I have Temptu and I like it for the most part. It does create clogs in my gun sometimes though.


----------



## ChokeNdie (Nov 8, 2009)

where did you get your airbrush gun and how much did you pay?

I am looking into getting one and wanted to know where I can go for one


----------



## Michelle Harris (Jul 3, 2011)

Wow that's a tough one! Both are great. Both have really good makeup. Do you like the pod system in the TEMPTU? The best thing about the Kett is the detachable battery which makes it more portable. But their makeup is also really nice - don't forget you can mix it too which you can't do with the Pod systems. But the Kett is more expensive... Temptu is easier to keep clean... tough choice!!!


----------



## greeneyedlady (Jul 3, 2011)

I've got the Temptu and have been happy with it...haven't tried or used the other so I can't make a judgement. The only issue I've had is pods becoming clogged (if I haven't used them in a long time). However, it's due to my lack of using the poker-thing after and before usage, so I can't blame the product.


----------



## greeneyedlady (Jul 3, 2011)

Oh I'm being nosey but where'd you take the makeup course at? What kinds of techniques/tips did they teach?


----------



## MakeupofDesire (Jul 3, 2011)

I haven't heard of Kett, only Temptu.  I haven't used either of them.  I have Luminess Air, but haven't gotten around to opening and trying it yet.

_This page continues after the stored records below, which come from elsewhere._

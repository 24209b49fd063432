//! Configuration management

use std::time::Duration;

use serde::{Deserialize, Serialize};

use crate::constants::{
    DEFAULT_HOOK_TIMEOUT_MS, DEFAULT_QUEUE_MAX_AGE_HOURS, DEFAULT_QUEUE_MAX_ATTEMPTS,
    DEFAULT_REMOTE_SCHEMA, DEFAULT_REMOTE_TIMEOUT_MS, DEFAULT_SYNC_INTERVAL_SECS,
    DEFAULT_SYNC_PASS_TIMEOUT_SECS,
};

/// Application configuration
#[derive(Debug, Clone, Default, Serialize, Deserialize)]
pub struct Config {
    #[serde(default)]
    pub database: DatabaseConfig,
    #[serde(default)]
    pub remote: RemoteConfig,
    #[serde(default)]
    pub sync: SyncConfig,
    #[serde(default)]
    pub queue: QueueConfig,
}

/// Local database configuration
#[derive(Debug, Clone, Serialize, Deserialize)]
pub struct DatabaseConfig {
    pub path: String,
    pub pool_size: u32,
}

impl Default for DatabaseConfig {
    fn default() -> Self {
        Self { path: "policydesk.db".to_string(), pool_size: 4 }
    }
}

/// Remote backend configuration
#[derive(Debug, Clone, Serialize, Deserialize)]
pub struct RemoteConfig {
    pub base_url: String,
    #[serde(default, skip_serializing)]
    pub api_key: Option<String>,
    #[serde(default = "default_schema")]
    pub schema: String,
    #[serde(default = "default_remote_timeout_ms")]
    pub timeout_ms: u64,
}

impl RemoteConfig {
    pub fn timeout(&self) -> Duration {
        Duration::from_millis(self.timeout_ms)
    }
}

impl Default for RemoteConfig {
    fn default() -> Self {
        Self {
            base_url: "http://localhost:54321".to_string(),
            api_key: None,
            schema: default_schema(),
            timeout_ms: DEFAULT_REMOTE_TIMEOUT_MS,
        }
    }
}

/// Sync orchestration configuration
#[derive(Debug, Clone, Serialize, Deserialize)]
pub struct SyncConfig {
    pub enabled: bool,
    pub interval_seconds: u64,
    #[serde(default = "default_pass_timeout_seconds")]
    pub pass_timeout_seconds: u64,
    #[serde(default = "default_hook_timeout_ms")]
    pub hook_timeout_ms: u64,
}

impl SyncConfig {
    pub fn interval(&self) -> Duration {
        Duration::from_secs(self.interval_seconds)
    }

    pub fn pass_timeout(&self) -> Duration {
        Duration::from_secs(self.pass_timeout_seconds)
    }

    pub fn hook_timeout(&self) -> Duration {
        Duration::from_millis(self.hook_timeout_ms)
    }
}

impl Default for SyncConfig {
    fn default() -> Self {
        Self {
            enabled: true,
            interval_seconds: DEFAULT_SYNC_INTERVAL_SECS,
            pass_timeout_seconds: DEFAULT_SYNC_PASS_TIMEOUT_SECS,
            hook_timeout_ms: DEFAULT_HOOK_TIMEOUT_MS,
        }
    }
}

/// Offline queue eviction configuration
#[derive(Debug, Clone, Serialize, Deserialize)]
pub struct QueueConfig {
    pub max_attempts: u32,
    pub max_age_hours: u64,
}

impl QueueConfig {
    pub fn max_age(&self) -> chrono::Duration {
        let hours = i64::try_from(self.max_age_hours).unwrap_or(i64::MAX / 3_600);
        chrono::Duration::hours(hours)
    }
}

impl Default for QueueConfig {
    fn default() -> Self {
        Self { max_attempts: DEFAULT_QUEUE_MAX_ATTEMPTS, max_age_hours: DEFAULT_QUEUE_MAX_AGE_HOURS }
    }
}

fn default_schema() -> String {
    DEFAULT_REMOTE_SCHEMA.to_string()
}

const fn default_remote_timeout_ms() -> u64 {
    DEFAULT_REMOTE_TIMEOUT_MS
}

const fn default_pass_timeout_seconds() -> u64 {
    DEFAULT_SYNC_PASS_TIMEOUT_SECS
}

const fn default_hook_timeout_ms() -> u64 {
    DEFAULT_HOOK_TIMEOUT_MS
}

I haven't been feeling well.  I'm really interested in Dinair.  Anyone have any luck with that line?  Dinair can be put on with or without the gun, and it dries in 60 secs.  I'd like to hear more about Kett, as the pods won't work with my system.


----------



## MakeupByMe (Jul 4, 2011)

> Originally Posted by *MakeupofDesire* /img/forum/go_quote.gif
> 
> I haven't heard of Kett, only Temptu.  I haven't used either of them.  I have Luminess Air, but haven't gotten around to opening and trying it yet. I haven't been feeling well.  I'm really interested in Dinair.  Anyone have any luck with that line?  Dinair can be put on with or without the gun, and it dries in 60 secs.  I'd like to hear more about Kett, as the pods won't work with my system.

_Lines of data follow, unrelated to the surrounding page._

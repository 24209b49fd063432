//! Conversions from external infrastructure errors into domain and remote
//! errors.

use policydesk_core::RemoteError;
use policydesk_domain::PolicyDeskError;
use reqwest::Error as HttpError;
use rusqlite::Error as SqlError;

/// Error newtype that keeps conversions on the infrastructure side and can be
/// converted back into the domain error.
#[derive(Debug)]
pub struct InfraError(pub PolicyDeskError);

impl From<InfraError> for PolicyDeskError {
    fn from(value: InfraError) -> Self {
        value.0
    }
}

impl From<PolicyDeskError> for InfraError {
    fn from(value: PolicyDeskError) -> Self {
        InfraError(value)
    }
}

trait IntoPolicyDeskError {
    fn into_policydesk(self) -> PolicyDeskError;
}

/* -------------------------------------------------------------------------- */
/* rusqlite::Error → PolicyDeskError */
/* -------------------------------------------------------------------------- */

/// SQLITE_CONSTRAINT_PRIMARYKEY
const PRIMARY_KEY_VIOLATION: i32 = 1555;
/// SQLITE_CONSTRAINT_UNIQUE
const UNIQUE_VIOLATION: i32 = 2067;
/// SQLITE_CONSTRAINT_FOREIGNKEY
const FOREIGN_KEY_VIOLATION: i32 = 787;

impl IntoPolicyDeskError for SqlError {
    fn into_policydesk(self) -> PolicyDeskError {
        use rusqlite::ffi::ErrorCode;
        use rusqlite::Error as RE;

        match self {
            RE::SqliteFailure(err, maybe_message) => {
                let message = maybe_message.unwrap_or_default();
                match (err.code, err.extended_code) {
                    (ErrorCode::DatabaseBusy, _) => {
                        PolicyDeskError::Database("database is busy".into())
                    }
                    (ErrorCode::DatabaseLocked, _) => {
                        PolicyDeskError::Database("database is locked".into())
                    }
                    (ErrorCode::ConstraintViolation, PRIMARY_KEY_VIOLATION | UNIQUE_VIOLATION) => {
                        PolicyDeskError::Conflict(format!("unique constraint violation: {message}"))
                    }
                    (ErrorCode::ConstraintViolation, FOREIGN_KEY_VIOLATION) => {
                        PolicyDeskError::Database("foreign key constraint violation".into())
                    }
                    _ => PolicyDeskError::Database(format!(
                        "sqlite failure {:?} (code {}): {}",
                        err.code, err.extended_code, message
                    )),
                }
            }
            RE::QueryReturnedNoRows => {
                PolicyDeskError::NotFound("no rows returned by query".into())
            }
            RE::FromSqlConversionFailure(_, _, cause) => {
                PolicyDeskError::Database(format!("failed to convert sqlite value: {cause}"))
            }
            RE::InvalidColumnType(_, _, ty) => {
                PolicyDeskError::Database(format!("invalid column type: {ty}"))
            }
            RE::InvalidPath(path) => PolicyDeskError::Database(format!(
                "invalid database path: {}",
                path.to_string_lossy()
            )),
            other => PolicyDeskError::Database(other.to_string()),
        }
    }
}

impl From<SqlError> for InfraError {
    fn from(value: SqlError) -> Self {
        InfraError(value.into_policydesk())
    }
}

/* -------------------------------------------------------------------------- */
/* reqwest::Error → PolicyDeskError / RemoteError */
/* -------------------------------------------------------------------------- */

impl IntoPolicyDeskError for HttpError {
    fn into_policydesk(self) -> PolicyDeskError {
        if self.is_builder() {
            return PolicyDeskError::Config(format!("invalid HTTP client setup: {self}"));
        }
        http_to_remote(self).into()
    }
}

impl From<HttpError> for InfraError {
    fn from(value: HttpError) -> Self {
        InfraError(value.into_policydesk())
    }
}

/// Classify a transport-level reqwest failure as a remote error.
///
/// Responses with an error status are classified from the response body
/// instead, see `sync::rest_client`.
pub fn http_to_remote(err: HttpError) -> RemoteError {
    if err.is_timeout() {
        return RemoteError::Network(format!("request timed out: {err}"));
    }
    if err.is_connect() {
        return RemoteError::Network(format!("connection failed: {err}"));
    }
    if err.is_decode() {
        return RemoteError::Decode(err.to_string());
    }
    if err.is_builder() {
        return RemoteError::Config(err.to_string());
    }
    RemoteError::Network(err.to_string())
}

/* -------------------------------------------------------------------------- */
/* Tests */
/* -------------------------------------------------------------------------- */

Temptu has an airbrush makeup you can apply without the airbrush Dinair is strictly for use with your airbrush gun &amp; machine you cant apply with a regular brush or hands As a FORMER employee  I do love that it last long &amp; is water based  , However I love Temptus MAkeup as well they are siliconed base but give a nice dewey look if you like that (I personally dont but as a MUA some clients love it)     Dinair If anything happens such as mixing confusion or clogging or maybe you for whateer reason took apart your gun &amp; you need help you can call the reps at Dinair &amp; they will take all the time you need to walk you step by step to help you fix &amp; if no succcess you send it in &amp; they repair &amp; send back!!!  /emoticons/[email protected] 2x" width="20" height="20" />


----------



## Michelle Harris (Jul 4, 2011)

Yes - totally agree. The Dinair makeup is not really designed to be applied with anything other than the airbrush makeup system. It's very watery and needs to go on as micro drops. Doesn't look nearly as good if you put it on with a sponge... trust me, I've tried LOL (you definitely wouldn't be able to use a brush). Temptu makeup is excellent - it all comes down to personal taste and if you are able to use silicone based makeup. I know heaps of ppl who have both Dinair and Temptu kits.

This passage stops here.